Warum sollte man Sie einstellen?
Eine gute, letzte Chance, um Ihre Eigenpräsentation abzuschließen. Weisen Sie auf Ihre Besonderheiten hin. Betonen Sie die Parallelen zwischen Ihrem Profil, der Rolle und der Unternehmenskultur.  Beschreiben Sie, wie Sie in das Unternehmen passen würden und wie das Unternehmen durch Sie profitieren wird. Warum sollten Sie ausgewählt werden? Stellen Sie sich den Verkauf eines wertvollen Produkts vor.
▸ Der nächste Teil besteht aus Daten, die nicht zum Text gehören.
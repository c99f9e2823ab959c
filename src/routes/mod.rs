/// Router Module Index
///
/// One router per resource. The API server merges `health`, `company` and
/// `store`; the function app serves `products` on its own listener.

/// `/api/v1/company` CRUD.
pub mod company;

/// `/api/v1/store` CRUD.
pub mod store;

/// `/api/products` endpoints of the function app.
pub mod products;

use axum::{Router, routing::get};

/// health_routes
///
/// Unauthenticated liveness probe shared by both servers.
pub fn health_routes<S>() -> Router<S>
where
    S: Clone + Send + Sync + 'static,
{
    // GET /health
    // Returns "ok" without touching the database.
    Router::new().route("/health", get(|| async { "ok" }))
}
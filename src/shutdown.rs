use std::time::Duration;

use tokio::task::JoinHandle;
use tokio_util::sync::CancellationToken;

/// How long in-flight requests may keep writing after the shutdown signal.
pub const DRAIN_GRACE: Duration = Duration::from_secs(10);

/// shutdown_signal
///
/// Resolves on Ctrl-C (or SIGTERM on unix), which makes axum stop accepting
/// connections and drain the open ones. `token` is only cancelled once
/// `DRAIN_GRACE` has elapsed, so requests that finish within the grace period
/// complete normally.
pub async fn shutdown_signal(token: CancellationToken) {
    let ctrl_c = async {
        if let Err(err) = tokio::signal::ctrl_c().await {
            tracing::error!(error = %err, "failed to listen for ctrl-c");
            std::future::pending::<()>().await;
        }
    };

    #[cfg(unix)]
    let terminate = async {
        match tokio::signal::unix::signal(tokio::signal::unix::SignalKind::terminate()) {
            Ok(mut signal) => {
                signal.recv().await;
            }
            Err(err) => {
                tracing::error!(error = %err, "failed to listen for SIGTERM");
                std::future::pending::<()>().await;
            }
        }
    };

    #[cfg(not(unix))]
    let terminate = std::future::pending::<()>();

    tokio::select! {
        _ = ctrl_c => {},
        _ = terminate => {},
    }

    tracing::info!(grace_secs = DRAIN_GRACE.as_secs(), "shutdown signal received, draining");
    cancel_after(token, DRAIN_GRACE);
}

/// cancel_after
///
/// Cancels `token` once `grace` has elapsed, unless it was cancelled already.
pub fn cancel_after(token: CancellationToken, grace: Duration) -> JoinHandle<()> {
    tokio::spawn(async move {
        tokio::select! {
            _ = token.cancelled() => {},
            _ = tokio::time::sleep(grace) => {
                tracing::warn!("drain grace elapsed, cancelling in-flight requests");
                token.cancel();
            }
        }
    })
}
Fassen Sie Ihre Fähigkeiten und Erfolge zusammen, indem Sie Parallelen zwischen Lebenslauf und ausgeschriebener Rolle ziehen.

Berücksichtigen Sie Folgendes:
Ein Vorstellungsgespräch ist nicht nur da, um Fragen zu beantworten. Die meisten Personalverantwortlichen geben Ihnen am Ende auch die Möglichkeit, selber Fragen zu stellen und das Unternehmen sowie die Position besser kennenzulernen. Fragen Sie, was Ihnen wichtig ist, und kombinieren Sie wenn möglich Ihr Interesse an dem Unternehmen mit dem Interesse an der neuen Herausforderung.

Beispielfragen für Sie

  • Wie groß ist das Team?
  • Wie ist die Unternehmenskultur?
  • Gibt es irgendwelche Pläne für eine Firmenerweiterung?
  • Was ist das Beste an der Arbeit im Unternehmen?
  • Warum arbeiten Sie für das Unternehmen?
  • Welche Erwartungen haben Sie an mich in der Firma?
  • Können Sie mir mehr über das Karrierepotenzial sagen?

Kandidaten, die für eine Vertriebsposition interviewt werden, sollten das Vorstellungsgespräch mit folgenden Sätzen beenden:

  • Was sind die nächsten Schritte?
  • Wann werde ich Feedback zu meinem Vorstellungsgespräch erhalten?
  • Haben Sie irgendwelche Zweifel im Hinblick auf meine Bewerbung?
  • Wie ist mein Profil im Vergleich mit anderen Kandidaten?